1.1 O MUNDO DE SOFIA COPPOLA

1.1.3 A aposta no hibridismo e na multiplicidade

1.1.3.2 Intenções de provocação

O cinema de Coppola está repleto de referências e citações de outras obras artísticas. Em As virgens suicidas existem alusões à pintura impressionista, especialmente aos trabalhos de Claude Monet, no tipo de imagem que se captura das irmãs Lisbon em várias sequências. Isso pela tentativa de imprimir o momento, e pelas qualidades naturalistas que pretendem guardar o movimento, o fugaz. Fica mais clara aquela alusão, quando um dos planos dessas sequências mostra o diário de vida de Cecília, a mais nova das Lisbon, e nele está escrito “Claude Monet (1840 – 1926)”, pertencente à realidade.

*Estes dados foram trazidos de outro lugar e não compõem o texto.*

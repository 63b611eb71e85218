//! Mission validators.
//!
//! One pure function per mission kind. Validators never touch global
//! state and are deterministic for identical inputs; getting the puzzle
//! wrong is a normal `success: false` result, never an error. Errors are
//! reserved for malformed submissions (spec/submission mismatch, dangling
//! references), which must never coerce into a passing score.

mod buildmetrics;
mod deploy;
mod incident;
mod jobgraph;
mod logscan;
mod ordered;

use serde::{Deserialize, Serialize};
use thiserror::Error;

use crate::difficulty::DifficultySettings;
use crate::missions::ValidationSpec;

pub use buildmetrics::BuildMetricsSubmission;
pub use deploy::DeployConfig;
pub use incident::IncidentSubmission;
pub use jobgraph::{JobGraphSubmission, JobSubmission};
pub use logscan::LogErrorsSubmission;
pub use ordered::{OrderedBlocksSubmission, classify_instruction};

/// A player's submitted arrangement for one mission, one variant per
/// mission kind. The pairing with [`ValidationSpec`] is checked by
/// [`validate`]; a mismatch is an input error, never a silent coercion.
#[derive(Debug, Clone, PartialEq, Serialize, Deserialize)]
#[serde(rename_all = "snake_case")]
pub enum Submission {
    OrderedBlocks(OrderedBlocksSubmission),
    BuildMetrics(BuildMetricsSubmission),
    JobGraph(JobGraphSubmission),
    LogErrors(LogErrorsSubmission),
    ConfigFields(DeployConfig),
    IncidentResponse(IncidentSubmission),
}

impl Submission {
    #[must_use]
    pub const fn kind(&self) -> &'static str {
        match self {
            Submission::OrderedBlocks(_) => "ordered_blocks",
            Submission::BuildMetrics(_) => "build_metrics",
            Submission::JobGraph(_) => "job_graph",
            Submission::LogErrors(_) => "log_errors",
            Submission::ConfigFields(_) => "config_fields",
            Submission::IncidentResponse(_) => "incident_response",
        }
    }
}

/// Mission-specific diagnostics carried alongside the score.
#[derive(Debug, Clone, PartialEq, Serialize, Deserialize)]
#[serde(rename_all = "snake_case")]
pub enum ValidationDetail {
    OrderedBlocks {
        correct: usize,
        total: usize,
        all_filled: bool,
        extras: usize,
    },
    BuildMetrics {
        manifest_before_code: bool,
        install_before_code: bool,
        build_time_s: u32,
        image_size_mb: u32,
    },
    JobGraph {
        missing_jobs: Vec<String>,
        dependency_ok: bool,
        unconfigured_jobs: Vec<String>,
    },
    LogErrors {
        fixed: usize,
        total: usize,
    },
    ConfigFields {
        invalid_fields: Vec<String>,
        bonus_points: i32,
    },
    IncidentResponse {
        response_points: i32,
        strategy_points: i32,
        execution_points: i32,
        resolved: u32,
        incident_count: u32,
    },
}

/// Outcome of scoring one submission. `success` is always the documented
/// predicate for the mission kind, never inferred from the score alone.
#[derive(Debug, Clone, PartialEq, Serialize, Deserialize)]
pub struct ValidationResult {
    /// Clamped to 0..=100.
    pub score: u8,
    pub success: bool,
    /// Human-readable lines for the UI; non-empty whenever score < 100.
    pub feedback: Vec<String>,
    pub detail: ValidationDetail,
}

/// Malformed submission data reaching a validator.
#[derive(Debug, Error, PartialEq, Eq)]
pub enum ValidationInputError {
    #[error("submission kind `{got}` does not match mission spec `{expected}`")]
    SpecMismatch {
        expected: &'static str,
        got: &'static str,
    },
    #[error("unknown optimization id `{0}`")]
    UnknownOptimization(String),
    #[error("job `{job}` depends on undeclared job `{needs}`")]
    UnknownJobReference { job: String, needs: String },
    #[error("duplicate job name `{0}`")]
    DuplicateJob(String),
    #[error("log line index {0} is out of range")]
    LineOutOfRange(usize),
    #[error("unknown recovery strategy `{0}`")]
    UnknownStrategy(String),
}

/// Score a submission against a mission spec. Dispatch is by the
/// (submission, spec) variant pair; mismatched pairs are rejected.
///
/// # Errors
///
/// Returns [`ValidationInputError`] when the submission shape does not
/// match the spec or references data the spec does not define.
pub fn validate(
    submission: &Submission,
    spec: &ValidationSpec,
    settings: &DifficultySettings,
) -> Result<ValidationResult, ValidationInputError> {
    match (submission, spec) {
        (Submission::OrderedBlocks(sub), ValidationSpec::OrderedBlocks(spec)) => {
            Ok(ordered::validate(sub, spec))
        }
        (Submission::BuildMetrics(sub), ValidationSpec::BuildMetrics(spec)) => {
            buildmetrics::validate(sub, spec, settings)
        }
        (Submission::JobGraph(sub), ValidationSpec::JobGraph(spec)) => {
            jobgraph::validate(sub, spec)
        }
        (Submission::LogErrors(sub), ValidationSpec::LogErrors(spec)) => {
            logscan::validate(sub, spec)
        }
        (Submission::ConfigFields(sub), ValidationSpec::ConfigFields(spec)) => {
            Ok(deploy::validate(sub, spec))
        }
        (Submission::IncidentResponse(sub), ValidationSpec::IncidentResponse(spec)) => {
            incident::validate(sub, spec)
        }
        (sub, spec) => Err(ValidationInputError::SpecMismatch {
            expected: spec.kind(),
            got: sub.kind(),
        }),
    }
}

/// Clamp a raw point total into the 0..=100 score range.
pub(crate) fn clamp_score(raw: i32) -> u8 {
    raw.clamp(0, 100) as u8
}
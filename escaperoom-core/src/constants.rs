//! Centralized scoring and tuning constants for the escape-room core.
//!
//! These values define the deterministic math for mission scoring and
//! the sync layer. Keeping them together ensures that balance can only
//! be adjusted via code changes reviewed in version control.

// Storage keys -------------------------------------------------------------
pub(crate) const SAVE_KEY: &str = "escaperoom.save";
pub(crate) const SHARED_KEY: &str = "escaperoom.shared";

// Instructor dashboard -----------------------------------------------------
/// Recommended polling cadence for the instructor view. The board itself
/// holds no timer; the UI layer owns scheduling and teardown.
pub const POLL_INTERVAL_MS: u64 = 2_000;
/// A player is "active" while their last shared update is younger than this.
pub const STALENESS_THRESHOLD_MS: u64 = 5 * 60 * 1_000;

// Ordered-block mission ----------------------------------------------------
pub(crate) const ORDER_POINTS_PER_SLOT: i32 = 20;
pub(crate) const ORDER_ALL_FILLED_BONUS: i32 = 10;

// Build-metric mission -----------------------------------------------------
pub(crate) const BUILD_CHECK_POINTS: i32 = 30;
pub(crate) const BUILD_OPT_BONUS: i32 = 10;
/// Simulated build time cannot drop below this, no matter the optimizations.
pub(crate) const BUILD_TIME_FLOOR_S: u32 = 15;
/// Simulated image size floor in megabytes.
pub(crate) const BUILD_SIZE_FLOOR_MB: u32 = 150;

// Job-graph mission --------------------------------------------------------
pub(crate) const JOB_PRESENCE_WEIGHT: f32 = 40.0;
pub(crate) const JOB_DEPENDENCY_WEIGHT: f32 = 20.0;
pub(crate) const JOB_YAML_WEIGHT: f32 = 40.0;
pub(crate) const JOB_MISSING_PENALTY: f32 = 15.0;

// Log-error mission --------------------------------------------------------
pub(crate) const LOG_VISIBLE_WEIGHT: i32 = 40;
pub(crate) const LOG_FIXED_WEIGHT: f32 = 60.0;

// Config-field mission -----------------------------------------------------
pub(crate) const CONFIG_FIELD_POINTS: i32 = 15;
pub(crate) const CONFIG_REPLICA_BONUS: i32 = 10;
pub(crate) const CONFIG_HEALTH_BONUS: i32 = 10;
pub(crate) const CONFIG_SECRET_BONUS: i32 = 5;
pub(crate) const CONFIG_MAX_PORT: u32 = 65_535;

// Incident mission ---------------------------------------------------------
pub(crate) const INCIDENT_RESOLVE_WEIGHT: f32 = 30.0;
pub(crate) const INCIDENT_RESPONSE_TIERS: [(u64, i32); 3] = [(30_000, 25), (60_000, 20), (120_000, 12)];
pub(crate) const INCIDENT_RESPONSE_FLOOR: i32 = 5;
pub(crate) const INCIDENT_EXECUTION_TIERS: [(u64, i32); 2] = [(60_000, 20), (180_000, 12)];
pub(crate) const INCIDENT_EXECUTION_FLOOR: i32 = 6;
//! Instructor aggregator behavior: token import, CSV export and the
//! staleness-derived active flag.

use base64::Engine as _;
use base64::engine::general_purpose::STANDARD;

use escaperoom_core::constants::STALENESS_THRESHOLD_MS;
use escaperoom_core::{
    Difficulty, FixedClock, ImportError, InstructorBoard, MemoryStorage, ProgressStore,
    ProgressUpdate,
};

#[test]
fn imported_summary_token_unlocks_one_past_max_completed() {
    let mut board = InstructorBoard::new(MemoryStorage::default());
    let token = STANDARD.encode(
        r#"{"playerId":"p1","difficulty":"intermediate","completedMissions":[1,2],"timeSpent":120000}"#,
    );
    let imported_id = board.import_token(&token, 5_000).unwrap();
    assert_eq!(imported_id, "p1");

    let players = board.players();
    assert_eq!(players.len(), 1);
    let player = &players[0].player;
    assert_eq!(player.current_mission, 3);
    assert_eq!(player.completed_count(), 2);
    assert_eq!(player.difficulty, Difficulty::Intermediate);
}

#[test]
fn malformed_token_leaves_the_roster_untouched() {
    let storage = MemoryStorage::default();
    let mut board = InstructorBoard::new(storage.clone());
    let err = board
        .import_token("definitely-not-a-token", 0)
        .expect_err("garbage must be rejected");
    assert!(matches!(err, ImportError::Token(_)));
    assert!(board.players().is_empty());

    // And nothing was written through to the shared namespace.
    board.refresh().unwrap();
    assert!(board.players().is_empty());
}

#[test]
fn reimporting_a_token_wins_over_the_previous_copy() {
    let mut board = InstructorBoard::new(MemoryStorage::default());
    let older = STANDARD
        .encode(r#"{"playerId":"p1","difficulty":"beginner","completedMissions":[1]}"#);
    let newer = STANDARD
        .encode(r#"{"playerId":"p1","difficulty":"beginner","completedMissions":[1,2,3]}"#);
    board.import_token(&older, 1_000).unwrap();
    board.import_token(&newer, 2_000).unwrap();

    let players = board.players();
    assert_eq!(players.len(), 1, "upsert by player id, not append");
    assert_eq!(players[0].player.completed_count(), 3);
    assert_eq!(players[0].last_update, 2_000);
}

#[test]
fn csv_export_handles_zero_completed_missions() {
    let storage = MemoryStorage::default();
    let mut store = ProgressStore::new(storage.clone(), FixedClock::new(1_000));
    store.create_player("Fresh", Difficulty::Beginner).unwrap();

    let mut board = InstructorBoard::new(storage);
    board.refresh().unwrap();
    let csv = board.export_csv(2_000);
    let row = csv.lines().nth(1).expect("one player row");
    // player_id,name,difficulty,current_mission,completed,completion_pct,avg_score,avg_quiz,total_minutes,active
    let fields: Vec<&str> = row.split(',').collect();
    assert_eq!(fields[1], "Fresh");
    assert_eq!(fields[4], "0", "completed count");
    assert_eq!(fields[5], "0", "completion percent");
    assert_eq!(fields[6], "0", "average score must be defined, not NaN");
    assert_eq!(fields[7], "0", "average quiz must be defined, not NaN");
    assert_eq!(fields[9], "true");
}

#[test]
fn players_go_stale_after_the_threshold() {
    let storage = MemoryStorage::default();
    let clock = FixedClock::new(0);
    let mut store = ProgressStore::new(storage.clone(), clock.clone());
    store.create_player("Idle", Difficulty::Beginner).unwrap();

    let mut board = InstructorBoard::new(storage);
    board.refresh().unwrap();
    let entry = board.players()[0];
    assert!(InstructorBoard::<MemoryStorage>::is_active(
        entry,
        STALENESS_THRESHOLD_MS - 1
    ));
    assert!(!InstructorBoard::<MemoryStorage>::is_active(
        entry,
        STALENESS_THRESHOLD_MS
    ));
}

#[test]
fn instructor_can_remove_a_player() {
    let storage = MemoryStorage::default();
    let clock = FixedClock::new(0);
    let mut store = ProgressStore::new(storage.clone(), clock);
    store.create_player("Gone", Difficulty::Beginner).unwrap();
    let player_id = store.player().unwrap().id.clone();

    let mut board = InstructorBoard::new(storage);
    board.refresh().unwrap();
    assert_eq!(board.players().len(), 1);
    board.remove_player(&player_id).unwrap();
    assert!(board.players().is_empty());
    board.refresh().unwrap();
    assert!(board.players().is_empty());
}

#[test]
fn quiz_averages_only_count_reporting_missions() {
    let storage = MemoryStorage::default();
    let mut store = ProgressStore::new(storage.clone(), FixedClock::new(0));
    store.create_player("Quizzer", Difficulty::Beginner).unwrap();
    store.record_quiz_score(1, 60).unwrap();
    store.record_quiz_score(2, 100).unwrap();
    store
        .update_mission_progress(
            3,
            &ProgressUpdate {
                time_spent_ms: Some(10_000),
                ..ProgressUpdate::default()
            },
        )
        .unwrap();

    let mut board = InstructorBoard::new(storage);
    board.refresh().unwrap();
    let stats = InstructorBoard::<MemoryStorage>::summary(board.players()[0], 0);
    assert_eq!(stats.avg_quiz, 80, "mission 3 reported no quiz score");
}
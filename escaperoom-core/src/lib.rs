//! DevOps Escape Room core
//!
//! Platform-agnostic logic for the escape-room tutorial: the mission
//! catalog, the per-mission validators, the player progress store, the
//! persistence/sync layer and the instructor aggregator. No UI or
//! platform-specific dependencies live here; the browser shell plugs in
//! through the [`ProgressStorage`] and [`Clock`] traits.

pub mod constants;
pub mod difficulty;
pub mod instructor;
pub mod missions;
pub mod persist;
pub mod player;
pub mod token;
pub mod validators;

// Re-export commonly used types
pub use difficulty::{Difficulty, DifficultySettings};
pub use instructor::{ImportError, InstructorBoard, PlayerSummary};
pub use missions::{
    BlockCategory, BuildMetricsSpec, ConfigFieldsSpec, IncidentSpec, JobGraphSpec, LogErrorsSpec,
    MISSION_COUNT, MissionDefinition, OptimizationDef, OrderedBlocksSpec, RiskTier, StrategyDef,
    ValidationSpec, catalog, mission,
};
pub use persist::{FixedClock, MemoryStorage, PersistError, SaveFile, SharedEntry, SystemClock};
pub use player::{MissionProgress, PlayerError, PlayerRecord, ProgressStore, ProgressUpdate};
pub use token::{TokenError, TokenPayload, decode_token, encode_token};
pub use validators::{
    BuildMetricsSubmission, DeployConfig, IncidentSubmission, JobGraphSubmission, JobSubmission,
    LogErrorsSubmission, OrderedBlocksSubmission, Submission, ValidationDetail,
    ValidationInputError, ValidationResult, validate,
};

/// Trait for abstracting the durable key/value medium progress is saved to.
/// The browser shell backs this with `localStorage`; tests use
/// [`MemoryStorage`].
pub trait ProgressStorage {
    type Error: std::error::Error + 'static;

    /// Read the raw document stored under `key`, if any.
    ///
    /// # Errors
    ///
    /// Returns an error if the backend cannot be reached.
    fn read(&self, key: &str) -> Result<Option<String>, Self::Error>;

    /// Write the raw document stored under `key`.
    ///
    /// # Errors
    ///
    /// Returns an error if the backend rejects the write (unavailable,
    /// quota exceeded).
    fn write(&self, key: &str, value: &str) -> Result<(), Self::Error>;

    /// Remove the document stored under `key`.
    ///
    /// # Errors
    ///
    /// Returns an error if the backend cannot be reached.
    fn remove(&self, key: &str) -> Result<(), Self::Error>;
}

/// Trait for abstracting wall-clock reads. Shared-namespace entries and
/// the instructor's staleness computation are stamped with epoch millis
/// obtained through this seam so tests can pin time.
pub trait Clock {
    /// Current time as milliseconds since the Unix epoch.
    fn now_ms(&self) -> u64;
}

Seguindo com as referências de pinturas, existe um plano que remete à As senhoritas de Avignon, (Demoiselles d’ Avignon, 1907), de Pablo Picasso, e que se encontra em The Museum of Modern Art (MoMA) em Nova York. O quadro marca o momento para falar do cubismo, que rompe com os realismos e o ideal existente sobre o corpo feminino, considerada a primeira tela que desbarata os valores estabelecidos na arte, pelo qual é reconhecido como o fundador da arte moderna. A composição da obra, assim como as formas e os ângulos daquelas cinco mulheres, que seriam prostitutas, adquire especial semelhança com o plano de Coppola, na sequência em que as garotas são castigadas e ficam reclusas em casa, por decisão da mãe e são visitadas por um sacerdote.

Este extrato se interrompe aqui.